The roles of RNA in DNA double-strand break repair

Abstract

Effective DNA repair is essential for cell survival: a failure to correctly repair damage leads to the accumulation of mutations and is the driving force for carcinogenesis. Multiple pathways have evolved to protect against both intrinsic and extrinsic genotoxic events, and recent developments have highlighted an unforeseen critical role for RNA in ensuring genome stability. It is currently unclear exactly how RNA molecules participate in the repair pathways, although many models have been proposed and it is possible that RNA acts in diverse ways to facilitate DNA repair. A number of well-documented DNA repair factors have been described to have RNA-binding capacities and, moreover, screens investigating DNA-damage repair mechanisms have identified RNA-binding proteins as a major group of novel factors involved in DNA repair. In this review, we integrate some of these datasets to identify commonalities that might highlight novel and interesting factors for future investigations.
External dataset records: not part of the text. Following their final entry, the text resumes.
// Copyright 2019-2021 Parity Technologies (UK) Ltd.
// This file is part of metareg.
//
// metareg is free software: you can redistribute it and/or modify
// it under the terms of the GNU General Public License as published by
// the Free Software Foundation, either version 3 of the License, or
// (at your option) any later version.
//
// metareg is distributed in the hope that it will be useful,
// but WITHOUT ANY WARRANTY; without even the implied warranty of
// MERCHANTABILITY or FITNESS FOR A PARTICULAR PURPOSE.  See the
// GNU General Public License for more details.
//
// You should have received a copy of the GNU General Public License
// along with metareg.  If not, see <http://www.gnu.org/licenses/>.

/*!
This module exposes the [`Value`] type and related subtypes, which are used as the runtime
representations of SCALE encoded data (much like `serde_json::Value` is a runtime representation
of JSON data).

There is no dedicated "null", "option" or "map" value: null is an empty unnamed composite,
options and results are variants (`None`/`Some`, `Ok`/`Err`) and maps are sequences of
2-tuples, which is exactly how they are described by the type information.
*/

mod json;
mod serialize;

use bitvec::{order::Lsb0, vec::BitVec};
use std::convert::From;
use std::fmt::Debug;

pub use json::JsonValueError;

/// [`Value`] holds a representation of some value that has been decoded, as well as some arbitrary context.
///
/// Values produced by the decoder carry the [`crate::TypeId`] they were decoded with as context.
/// Values built by hand to be encoded usually carry `()`.
#[derive(Debug, Clone, PartialEq)]
pub struct Value<T = ()> {
	/// The shape and associated values for this Value
	pub value: ValueDef<T>,
	/// Some additional arbitrary context that can be associated with a value.
	pub context: T,
}

impl Value<()> {
	/// Create a new value without any context.
	pub fn new(value: ValueDef<()>) -> Value<()> {
		Value { value, context: () }
	}
	pub fn bool(b: bool) -> Value<()> {
		Value::new(ValueDef::Primitive(Primitive::Bool(b)))
	}
	pub fn char(c: char) -> Value<()> {
		Value::new(ValueDef::Primitive(Primitive::Char(c)))
	}
	pub fn string<S: Into<String>>(s: S) -> Value<()> {
		Value::new(ValueDef::Primitive(Primitive::Str(s.into())))
	}
	pub fn u8(n: u8) -> Value<()> {
		Value::new(ValueDef::Primitive(Primitive::U8(n)))
	}
	pub fn u16(n: u16) -> Value<()> {
		Value::new(ValueDef::Primitive(Primitive::U16(n)))
	}
	pub fn u32(n: u32) -> Value<()> {
		Value::new(ValueDef::Primitive(Primitive::U32(n)))
	}
	pub fn u64(n: u64) -> Value<()> {
		Value::new(ValueDef::Primitive(Primitive::U64(n)))
	}
	pub fn u128(n: u128) -> Value<()> {
		Value::new(ValueDef::Primitive(Primitive::U128(n)))
	}
	pub fn i64(n: i64) -> Value<()> {
		Value::new(ValueDef::Primitive(Primitive::I64(n)))
	}
	pub fn i128(n: i128) -> Value<()> {
		Value::new(ValueDef::Primitive(Primitive::I128(n)))
	}
	/// A sequence of `u8` values.
	pub fn bytes<B: AsRef<[u8]>>(bytes: B) -> Value<()> {
		Value::unnamed_composite(bytes.as_ref().iter().map(|b| Value::u8(*b)).collect())
	}
	/// The empty tuple, used for "null".
	pub fn unit() -> Value<()> {
		Value::unnamed_composite(Vec::new())
	}
	pub fn unnamed_composite(values: Vec<Value<()>>) -> Value<()> {
		Value::new(ValueDef::Composite(Composite::Unnamed(values)))
	}
	pub fn named_composite<S: Into<String>>(values: Vec<(S, Value<()>)>) -> Value<()> {
		Value::new(ValueDef::Composite(Composite::Named(values.into_iter().map(|(k, v)| (k.into(), v)).collect())))
	}
	pub fn variant<S: Into<String>>(name: S, values: Composite<()>) -> Value<()> {
		Value::new(ValueDef::Variant(Variant { name: name.into(), values }))
	}
	pub fn bit_sequence(bits: BitSequence) -> Value<()> {
		Value::new(ValueDef::BitSequence(bits))
	}
}

impl<T> Value<T> {
	/// Create a new value with some associated context.
	pub fn with_context(value: ValueDef<T>, context: T) -> Value<T> {
		Value { value, context }
	}

	/// Remove the context.
	pub fn without_context(self) -> Value<()> {
		self.map_context(|_| ())
	}

	/// Swap the context of this value (and every nested value) for something else.
	pub fn map_context<U, F: Fn(T) -> U + Clone>(self, f: F) -> Value<U> {
		Value { value: self.value.map_context(f.clone()), context: f(self.context) }
	}

	/// The unsigned integer held by this value, if it is one (or a non-negative signed integer).
	/// Single element composites are looked through, so that newtype wrappers work too.
	pub fn as_u128(&self) -> Option<u128> {
		match &self.value {
			ValueDef::Primitive(p) => p.as_u128(),
			ValueDef::Composite(c) if c.len() == 1 => c.values().next()?.as_u128(),
			_ => None,
		}
	}

	pub fn as_i128(&self) -> Option<i128> {
		match &self.value {
			ValueDef::Primitive(p) => p.as_i128(),
			ValueDef::Composite(c) if c.len() == 1 => c.values().next()?.as_i128(),
			_ => None,
		}
	}

	pub fn as_bool(&self) -> Option<bool> {
		match &self.value {
			ValueDef::Primitive(Primitive::Bool(b)) => Some(*b),
			_ => None,
		}
	}

	pub fn as_str(&self) -> Option<&str> {
		match &self.value {
			ValueDef::Primitive(Primitive::Str(s)) => Some(s),
			_ => None,
		}
	}

	/// If this is a composite of `u8` values (or a newtype around one), return the bytes.
	pub fn as_bytes(&self) -> Option<Vec<u8>> {
		let ValueDef::Composite(c) = &self.value else {
			return None;
		};
		let bytes: Option<Vec<u8>> = c
			.values()
			.map(|v| match &v.value {
				ValueDef::Primitive(Primitive::U8(b)) => Some(*b),
				_ => None,
			})
			.collect();
		match bytes {
			Some(bytes) if !bytes.is_empty() || c.len() == 0 => Some(bytes),
			_ if c.len() == 1 => c.values().next()?.as_bytes(),
			_ => None,
		}
	}

	/// The named field of a composite or variant value.
	pub fn field(&self, name: &str) -> Option<&Value<T>> {
		let values = match &self.value {
			ValueDef::Composite(c) => c,
			ValueDef::Variant(v) => &v.values,
			_ => return None,
		};
		match values {
			Composite::Named(fields) => fields.iter().find(|(n, _)| n == name).map(|(_, v)| v),
			Composite::Unnamed(_) => None,
		}
	}

	/// The name of the variant, if this value is one.
	pub fn variant_name(&self) -> Option<&str> {
		match &self.value {
			ValueDef::Variant(v) => Some(&v.name),
			_ => None,
		}
	}
}

/// The underlying shape of a given value.
#[derive(Clone, PartialEq)]
pub enum ValueDef<T> {
	/// A named or unnamed struct-like, array-like or tuple-like set of values.
	Composite(Composite<T>),
	/// An enum variant.
	Variant(Variant<T>),
	/// A sequence of bits (which is more compactly encoded using [`bitvec`])
	BitSequence(BitSequence),
	/// Any of the primitive values we can have.
	Primitive(Primitive),
}

impl<T> ValueDef<T> {
	fn map_context<U, F: Fn(T) -> U + Clone>(self, f: F) -> ValueDef<U> {
		match self {
			ValueDef::Composite(val) => ValueDef::Composite(val.map_context(f)),
			ValueDef::Variant(val) => ValueDef::Variant(Variant { name: val.name, values: val.values.map_context(f) }),
			ValueDef::BitSequence(val) => ValueDef::BitSequence(val),
			ValueDef::Primitive(val) => ValueDef::Primitive(val),
		}
	}
}

impl<T: Debug> Debug for ValueDef<T> {
	fn fmt(&self, f: &mut std::fmt::Formatter<'_>) -> std::fmt::Result {
		match self {
			Self::Composite(val) => Debug::fmt(val, f),
			Self::Variant(val) => Debug::fmt(val, f),
			Self::Primitive(val) => Debug::fmt(val, f),
			Self::BitSequence(val) => Debug::fmt(val, f),
		}
	}
}

/// A named or unnamed struct-like, array-like or tuple-like set of values.
/// This is used to represent a range of composite values on their own, or
/// as values for a specific [`Variant`].
#[derive(Clone, PartialEq)]
pub enum Composite<T> {
	/// Eg `{ foo: 2, bar: false }`
	Named(Vec<(String, Value<T>)>),
	/// Eg `(2, false)`
	Unnamed(Vec<Value<T>>),
}

impl<T> Composite<T> {
	/// Return the number of values stored in this composite type.
	pub fn len(&self) -> usize {
		match self {
			Composite::Named(values) => values.len(),
			Composite::Unnamed(values) => values.len(),
		}
	}

	pub fn is_empty(&self) -> bool {
		self.len() == 0
	}

	/// Iterate over the values, ignoring any names.
	pub fn values(&self) -> Box<dyn Iterator<Item = &Value<T>> + '_> {
		match self {
			Composite::Named(values) => Box::new(values.iter().map(|(_, v)| v)),
			Composite::Unnamed(values) => Box::new(values.iter()),
		}
	}

	/// Drop the names and hand back the values in order.
	pub fn into_values(self) -> Vec<Value<T>> {
		match self {
			Composite::Named(values) => values.into_iter().map(|(_, v)| v).collect(),
			Composite::Unnamed(values) => values,
		}
	}

	/// Remove the context.
	pub fn without_context(self) -> Composite<()> {
		self.map_context(|_| ())
	}

	fn map_context<U, F: Fn(T) -> U + Clone>(self, f: F) -> Composite<U> {
		match self {
			Composite::Named(values) => {
				Composite::Named(values.into_iter().map(|(k, v)| (k, v.map_context(f.clone()))).collect())
			}
			Composite::Unnamed(values) => {
				Composite::Unnamed(values.into_iter().map(|v| v.map_context(f.clone())).collect())
			}
		}
	}
}

impl<T: Debug> Debug for Composite<T> {
	fn fmt(&self, f: &mut std::fmt::Formatter<'_>) -> std::fmt::Result {
		match self {
			Composite::Named(fields) => {
				let mut struc = f.debug_struct("");
				for (name, val) in fields {
					struc.field(name, val);
				}
				struc.finish()
			}
			Composite::Unnamed(fields) => {
				let mut struc = f.debug_tuple("");
				for val in fields {
					struc.field(val);
				}
				struc.finish()
			}
		}
	}
}

impl<T> From<Composite<T>> for ValueDef<T> {
	fn from(val: Composite<T>) -> Self {
		ValueDef::Composite(val)
	}
}

/// This represents the value of a specific variant from an enum, and contains
/// the name of the variant, and the named/unnamed values associated with it.
#[derive(Clone, PartialEq)]
pub struct Variant<T> {
	/// The name of the variant.
	pub name: String,
	/// Values for each of the named or unnamed fields associated with this variant.
	pub values: Composite<T>,
}

impl<T: Debug> Debug for Variant<T> {
	fn fmt(&self, f: &mut std::fmt::Formatter<'_>) -> std::fmt::Result {
		f.write_str(&self.name)?;
		f.write_str(" ")?;
		Debug::fmt(&self.values, f)
	}
}

impl<T> From<Variant<T>> for ValueDef<T> {
	fn from(val: Variant<T>) -> Self {
		ValueDef::Variant(val)
	}
}

/// A "primitive" value (this includes strings). 256 bit integers are kept as
/// their little endian bytes.
#[derive(Debug, Clone, PartialEq)]
pub enum Primitive {
	Bool(bool),
	Char(char),
	Str(String),
	U8(u8),
	U16(u16),
	U32(u32),
	U64(u64),
	U128(u128),
	U256([u8; 32]),
	I8(i8),
	I16(i16),
	I32(i32),
	I64(i64),
	I128(i128),
	I256([u8; 32]),
}

impl Primitive {
	/// Any integer that fits into a `u128`. Decimal strings are parsed too.
	pub fn as_u128(&self) -> Option<u128> {
		match self {
			Primitive::U8(n) => Some(*n as u128),
			Primitive::U16(n) => Some(*n as u128),
			Primitive::U32(n) => Some(*n as u128),
			Primitive::U64(n) => Some(*n as u128),
			Primitive::U128(n) => Some(*n),
			Primitive::U256(bytes) | Primitive::I256(bytes) => {
				if bytes[16..].iter().any(|b| *b != 0) {
					return None;
				}
				let mut low = [0u8; 16];
				low.copy_from_slice(&bytes[..16]);
				Some(u128::from_le_bytes(low))
			}
			Primitive::Str(s) => s.parse().ok(),
			_ => self.as_i128().and_then(|n| u128::try_from(n).ok()),
		}
	}

	/// Any integer that fits into an `i128`. Decimal strings are parsed too.
	pub fn as_i128(&self) -> Option<i128> {
		match self {
			Primitive::I8(n) => Some(*n as i128),
			Primitive::I16(n) => Some(*n as i128),
			Primitive::I32(n) => Some(*n as i128),
			Primitive::I64(n) => Some(*n as i128),
			Primitive::I128(n) => Some(*n),
			Primitive::Str(s) => s.parse().ok(),
			Primitive::U8(_)
			| Primitive::U16(_)
			| Primitive::U32(_)
			| Primitive::U64(_)
			| Primitive::U128(_)
			| Primitive::U256(_) => self.as_u128().and_then(|n| i128::try_from(n).ok()),
			Primitive::I256(bytes) => {
				let negative = bytes[31] & 0x80 != 0;
				let fill = if negative { 0xff } else { 0 };
				if bytes[16..].iter().any(|b| *b != fill) {
					return None;
				}
				let mut low = [0u8; 16];
				low.copy_from_slice(&bytes[..16]);
				let n = i128::from_le_bytes(low);
				// the sign of the low half has to agree with the sign of the whole
				(n.is_negative() == negative).then_some(n)
			}
			Primitive::Bool(_) | Primitive::Char(_) => None,
		}
	}
}

impl<T> From<Primitive> for ValueDef<T> {
	fn from(val: Primitive) -> Self {
		ValueDef::Primitive(val)
	}
}

/// A sequence of bits.
pub type BitSequence = BitVec<u8, Lsb0>;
This emerging role for RNA opens up a new dimension in the field of DNA repair; we discuss its impact on our current understanding of DNA repair processes and consider how it might influence cancer progression.

Fig. 1

Schematic diagram of the double-stranded break (DSB) repair cascade. Initial recognition of the break recruits the phosphatidylinositol 3-kinase-like kinases (PIKKs), resulting in its activation by autophosphorylation. Activated PIKKs then phosphorylates early participants of the cascade, H2AX and MDC1. The ubiquitin ligase RNF8 recognises and is recruited to phosphorylated MDC1 at the break site, initiating the ubiquitylation of histone H1, which subsequently recruits RNF168 to ubiquitylate H2A. The modified chromatin acts as a marker for the competitive recruitment of either 53BP1 or BRCA1, which facilitate either non-homologous end-joining (NHEJ) or homologous recombination (HR), respectively. NHEJ repair is dependent on the recruitment of the DNA–PK complex (Ku70–80 bound to DNA–PKcs) and end-processing factors such as XRCC4 and Lig4. HR is dependent on resection of the broken DNA to produce a single-stranded DNA overhang that gets coated in a RAD51 filament and invades the sister-chromatid to facilitate templated repair.

Fig. 2

Meta-analysis of proteomic studies into DNA-damage-dependent changes. Venn diagram (left) shows the significant hits shared by each of the studies. Gene ontology slim biological process enrichment analysis (right) shows which gene groups are enriched in the combined list of significant hits from all experiments; the bars represent the fold enrichment of each group. a Three studies that investigated proteins that localise/bind to damaged chromatin: association with chromatin in response to UV damage; co-localisation with γH2AX upon laser micro-irradiation; and in vitro association with an RPA-ssDNA construct. b Three studies that investigated post-translational modification changes in response to damage: ubiquitylation changes in response to UV damage; PARylation changes in response to a variety of genotoxic agents; and phosphorylation changes up to 1 h post 6 Gy of radiation. c Dataset overlap of the combined studies from (a) and the combined studies from (b) with the RNA interactome.

Fig. 3

Structure of R-loops and their formation behind RNA polymerases. Partially unannealed double-stranded DNA allows complimentary single-stranded RNA to anneal to one of the free DNA strands. This often occurs behind transcription bubbles, due to the DNA being in an unwound state with the complimentary RNA being actively synthesised and therefore held in close proximity to the DNA.

Fig. 4

Schematic model of the possible mechanisms of RNA-dependent DNA repair (RDDR). Repair is initiated in the same way as canonical double-stranded break (DSB) repair; however, at the point of the ubiquitylation cascade, an RNA production/processing step occurs, which produces DDRNAs. This DDRNA either takes the form of small RNA, which could hybridise to the broken DNA via the aid of helicases such as DDX1 and DHX9, or of a long RNA molecule, which could bridge the break by hybridising to the DNA via a RAD52-dependent strand invasion mechanism. Either the small RNA acts as a sequence-specific signal and allows propagation of canonical DSB repair pathways, or the long RNA molecule is used as a template for high-fidelity repair.